**Data shown:**
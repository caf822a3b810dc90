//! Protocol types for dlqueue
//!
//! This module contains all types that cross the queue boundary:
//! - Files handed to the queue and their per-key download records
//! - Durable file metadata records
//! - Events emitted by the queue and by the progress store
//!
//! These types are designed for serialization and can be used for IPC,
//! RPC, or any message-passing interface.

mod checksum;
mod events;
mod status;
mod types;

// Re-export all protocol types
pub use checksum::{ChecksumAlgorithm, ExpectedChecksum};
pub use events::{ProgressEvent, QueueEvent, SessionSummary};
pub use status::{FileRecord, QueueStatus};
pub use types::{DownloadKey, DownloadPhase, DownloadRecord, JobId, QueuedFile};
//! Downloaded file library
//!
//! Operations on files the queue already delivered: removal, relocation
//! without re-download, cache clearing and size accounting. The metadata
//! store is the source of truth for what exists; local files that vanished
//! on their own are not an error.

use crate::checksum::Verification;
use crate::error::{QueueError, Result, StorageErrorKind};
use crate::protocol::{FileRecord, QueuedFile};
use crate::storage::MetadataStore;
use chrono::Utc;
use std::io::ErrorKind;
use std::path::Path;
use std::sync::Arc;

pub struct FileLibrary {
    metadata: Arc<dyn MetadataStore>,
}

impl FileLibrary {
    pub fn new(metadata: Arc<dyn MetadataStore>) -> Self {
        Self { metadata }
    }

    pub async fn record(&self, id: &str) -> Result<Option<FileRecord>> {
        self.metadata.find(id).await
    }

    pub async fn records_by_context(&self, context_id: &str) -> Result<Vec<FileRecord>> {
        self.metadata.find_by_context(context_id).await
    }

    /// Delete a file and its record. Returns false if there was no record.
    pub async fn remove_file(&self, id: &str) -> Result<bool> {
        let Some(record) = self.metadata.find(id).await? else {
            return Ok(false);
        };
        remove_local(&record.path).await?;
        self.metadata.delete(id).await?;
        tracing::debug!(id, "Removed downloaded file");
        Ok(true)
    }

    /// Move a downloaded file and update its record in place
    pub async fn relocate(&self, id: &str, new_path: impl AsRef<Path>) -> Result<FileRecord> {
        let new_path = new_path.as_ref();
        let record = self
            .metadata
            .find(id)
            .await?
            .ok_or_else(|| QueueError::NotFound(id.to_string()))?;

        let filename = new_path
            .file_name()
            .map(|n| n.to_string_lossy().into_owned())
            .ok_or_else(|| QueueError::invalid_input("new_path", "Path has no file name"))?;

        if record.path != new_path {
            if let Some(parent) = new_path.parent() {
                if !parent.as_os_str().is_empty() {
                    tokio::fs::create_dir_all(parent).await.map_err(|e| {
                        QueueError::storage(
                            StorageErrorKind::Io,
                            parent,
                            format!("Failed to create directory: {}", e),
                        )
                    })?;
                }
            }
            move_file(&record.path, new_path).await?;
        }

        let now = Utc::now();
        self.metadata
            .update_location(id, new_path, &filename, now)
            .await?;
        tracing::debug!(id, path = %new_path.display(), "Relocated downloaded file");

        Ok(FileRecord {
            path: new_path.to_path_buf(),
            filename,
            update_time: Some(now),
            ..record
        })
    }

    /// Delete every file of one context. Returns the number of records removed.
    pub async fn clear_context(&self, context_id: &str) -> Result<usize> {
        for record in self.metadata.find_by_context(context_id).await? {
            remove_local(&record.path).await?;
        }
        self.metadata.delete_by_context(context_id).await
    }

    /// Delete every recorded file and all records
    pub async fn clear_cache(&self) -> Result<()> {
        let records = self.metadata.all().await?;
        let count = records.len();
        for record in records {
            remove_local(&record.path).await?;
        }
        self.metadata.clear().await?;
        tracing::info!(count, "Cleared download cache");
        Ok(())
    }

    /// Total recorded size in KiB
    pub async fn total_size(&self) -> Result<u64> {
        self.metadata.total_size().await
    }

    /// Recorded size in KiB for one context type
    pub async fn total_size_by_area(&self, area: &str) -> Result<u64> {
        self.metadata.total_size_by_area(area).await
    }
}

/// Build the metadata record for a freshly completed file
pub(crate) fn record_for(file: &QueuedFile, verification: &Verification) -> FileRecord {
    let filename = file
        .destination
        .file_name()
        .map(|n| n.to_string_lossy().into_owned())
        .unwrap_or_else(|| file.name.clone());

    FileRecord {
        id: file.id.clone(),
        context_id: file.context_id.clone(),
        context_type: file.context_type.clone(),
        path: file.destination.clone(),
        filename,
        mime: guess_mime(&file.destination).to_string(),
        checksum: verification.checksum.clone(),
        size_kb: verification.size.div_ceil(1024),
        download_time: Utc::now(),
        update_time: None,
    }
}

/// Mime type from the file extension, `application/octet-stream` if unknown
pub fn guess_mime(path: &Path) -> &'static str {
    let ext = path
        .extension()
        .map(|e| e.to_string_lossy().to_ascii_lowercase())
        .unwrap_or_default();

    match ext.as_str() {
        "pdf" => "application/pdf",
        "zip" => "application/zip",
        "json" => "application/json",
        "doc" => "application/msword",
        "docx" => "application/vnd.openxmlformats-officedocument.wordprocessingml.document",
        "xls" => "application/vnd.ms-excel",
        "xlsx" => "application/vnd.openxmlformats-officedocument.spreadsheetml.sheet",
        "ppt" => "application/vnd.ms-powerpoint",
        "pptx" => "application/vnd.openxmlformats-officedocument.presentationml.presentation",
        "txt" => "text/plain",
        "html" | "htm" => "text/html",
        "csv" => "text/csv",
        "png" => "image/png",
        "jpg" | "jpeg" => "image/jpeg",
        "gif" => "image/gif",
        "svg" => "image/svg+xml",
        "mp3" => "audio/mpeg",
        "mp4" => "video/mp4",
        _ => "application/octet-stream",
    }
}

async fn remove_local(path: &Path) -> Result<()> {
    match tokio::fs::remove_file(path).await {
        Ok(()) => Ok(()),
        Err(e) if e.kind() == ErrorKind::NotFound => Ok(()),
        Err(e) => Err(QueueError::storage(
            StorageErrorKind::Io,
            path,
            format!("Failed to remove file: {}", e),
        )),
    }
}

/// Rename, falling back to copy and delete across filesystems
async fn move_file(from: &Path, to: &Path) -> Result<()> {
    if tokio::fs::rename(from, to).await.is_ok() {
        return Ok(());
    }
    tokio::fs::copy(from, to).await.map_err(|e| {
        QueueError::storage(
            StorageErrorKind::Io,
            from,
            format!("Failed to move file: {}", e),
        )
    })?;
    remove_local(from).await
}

**Directions:**
The required response is a complete, exact copy of the records.

**Exercise response:**
repository caf822a3b810dc90
//! Protocol types for dlqueue
//!
//! This module contains all types that cross the queue boundary:
//! - Files handed to the queue and their per-key download records
//! - Durable file metadata records
//! - Events emitted by the queue and by the progress store
//!
//! These types are designed for serialization and can be used for IPC,
//! RPC, or any message-passing interface.

mod checksum;
mod events;
mod status;
mod types;

// Re-export all protocol types
pub use checksum::{ChecksumAlgorithm, ExpectedChecksum};
pub use events::{ProgressEvent, QueueEvent, SessionSummary};
pub use status::{FileRecord, QueueStatus};
pub use types::{DownloadKey, DownloadPhase, DownloadRecord, JobId, QueuedFile};
//! Downloaded file library
//!
//! Operations on files the queue already delivered: removal, relocation
//! without re-download, cache clearing and size accounting. The metadata
//! store is the source of truth for what exists; local files that vanished
//! on their own are not an error.

use crate::checksum::Verification;
use crate::error::{QueueError, Result, StorageErrorKind};
use crate::protocol::{FileRecord, QueuedFile};
use crate::storage::MetadataStore;
use chrono::Utc;
use std::io::ErrorKind;
use std::path::Path;
use std::sync::Arc;

pub struct FileLibrary {
    metadata: Arc<dyn MetadataStore>,
}

impl FileLibrary {
    pub fn new(metadata: Arc<dyn MetadataStore>) -> Self {
        Self { metadata }
    }

    pub async fn record(&self, id: &str) -> Result<Option<FileRecord>> {
        self.metadata.find(id).await
    }

    pub async fn records_by_context(&self, context_id: &str) -> Result<Vec<FileRecord>> {
        self.metadata.find_by_context(context_id).await
    }

    /// Delete a file and its record. Returns false if there was no record.
    pub async fn remove_file(&self, id: &str) -> Result<bool> {
        let Some(record) = self.metadata.find(id).await? else {
            return Ok(false);
        };
        remove_local(&record.path).await?;
        self.metadata.delete(id).await?;
        tracing::debug!(id, "Removed downloaded file");
        Ok(true)
    }

    /// Move a downloaded file and update its record in place
    pub async fn relocate(&self, id: &str, new_path: impl AsRef<Path>) -> Result<FileRecord> {
        let new_path = new_path.as_ref();
        let record = self
            .metadata
            .find(id)
            .await?
            .ok_or_else(|| QueueError::NotFound(id.to_string()))?;

        let filename = new_path
            .file_name()
            .map(|n| n.to_string_lossy().into_owned())
            .ok_or_else(|| QueueError::invalid_input("new_path", "Path has no file name"))?;

        if record.path != new_path {
            if let Some(parent) = new_path.parent() {
                if !parent.as_os_str().is_empty() {
                    tokio::fs::create_dir_all(parent).await.map_err(|e| {
                        QueueError::storage(
                            StorageErrorKind::Io,
                            parent,
                            format!("Failed to create directory: {}", e),
                        )
                    })?;
                }
            }
            move_file(&record.path, new_path).await?;
        }

        let now = Utc::now();
        self.metadata
            .update_location(id, new_path, &filename, now)
            .await?;
        tracing::debug!(id, path = %new_path.display(), "Relocated downloaded file");

        Ok(FileRecord {
            path: new_path.to_path_buf(),
            filename,
            update_time: Some(now),
            ..record
        })
    }

    /// Delete every file of one context. Returns the number of records removed.
    pub async fn clear_context(&self, context_id: &str) -> Result<usize> {
        for record in self.metadata.find_by_context(context_id).await? {
            remove_local(&record.path).await?;
        }
        self.metadata.delete_by_context(context_id).await
    }

    /// Delete every recorded file and all records
    pub async fn clear_cache(&self) -> Result<()> {
        let records = self.metadata.all().await?;
        let count = records.len();
        for record in records {
            remove_local(&record.path).await?;
        }
        self.metadata.clear().await?;
        tracing::info!(count, "Cleared download cache");
        Ok(())
    }

    /// Total recorded size in KiB
    pub async fn total_size(&self) -> Result<u64> {
        self.metadata.total_size().await
    }

    /// Recorded size in KiB for one context type
    pub async fn total_size_by_area(&self, area: &str) -> Result<u64> {
        self.metadata.total_size_by_area(area).await
    }
}

/// Build the metadata record for a freshly completed file
pub(crate) fn record_for(file: &QueuedFile, verification: &Verification) -> FileRecord {
    let filename = file
        .destination
        .file_name()
        .map(|n| n.to_string_lossy().into_owned())
        .unwrap_or_else(|| file.name.clone());

    FileRecord {
        id: file.id.clone(),
        context_id: file.context_id.clone(),
        context_type: file.context_type.clone(),
        path: file.destination.clone(),
        filename,
        mime: guess_mime(&file.destination).to_string(),
        checksum: verification.checksum.clone(),
        size_kb: verification.size.div_ceil(1024),
        download_time: Utc::now(),
        update_time: None,
    }
}

/// Mime type from the file extension, `application/octet-stream` if unknown
pub fn guess_mime(path: &Path) -> &'static str {
    let ext = path
        .extension()
        .map(|e| e.to_string_lossy().to_ascii_lowercase())
        .unwrap_or_default();

    match ext.as_str() {
        "pdf" => "application/pdf",
        "zip" => "application/zip",
        "json" => "application/json",
        "doc" => "application/msword",
        "docx" => "application/vnd.openxmlformats-officedocument.wordprocessingml.document",
        "xls" => "application/vnd.ms-excel",
        "xlsx" => "application/vnd.openxmlformats-officedocument.spreadsheetml.sheet",
        "ppt" => "application/vnd.ms-powerpoint",
        "pptx" => "application/vnd.openxmlformats-officedocument.presentationml.presentation",
        "txt" => "text/plain",
        "html" | "htm" => "text/html",
        "csv" => "text/csv",
        "png" => "image/png",
        "jpg" | "jpeg" => "image/jpeg",
        "gif" => "image/gif",
        "svg" => "image/svg+xml",
        "mp3" => "audio/mpeg",
        "mp4" => "video/mp4",
        _ => "application/octet-stream",
    }
}

async fn remove_local(path: &Path) -> Result<()> {
    match tokio::fs::remove_file(path).await {
        Ok(()) => Ok(()),
        Err(e) if e.kind() == ErrorKind::NotFound => Ok(()),
        Err(e) => Err(QueueError::storage(
            StorageErrorKind::Io,
            path,
            format!("Failed to remove file: {}", e),
        )),
    }
}

/// Rename, falling back to copy and delete across filesystems
async fn move_file(from: &Path, to: &Path) -> Result<()> {
    if tokio::fs::rename(from, to).await.is_ok() {
        return Ok(());
    }
    tokio::fs::copy(from, to).await.map_err(|e| {
        QueueError::storage(
            StorageErrorKind::Io,
            from,
            format!("Failed to move file: {}", e),
        )
    })?;
    remove_local(from).await
}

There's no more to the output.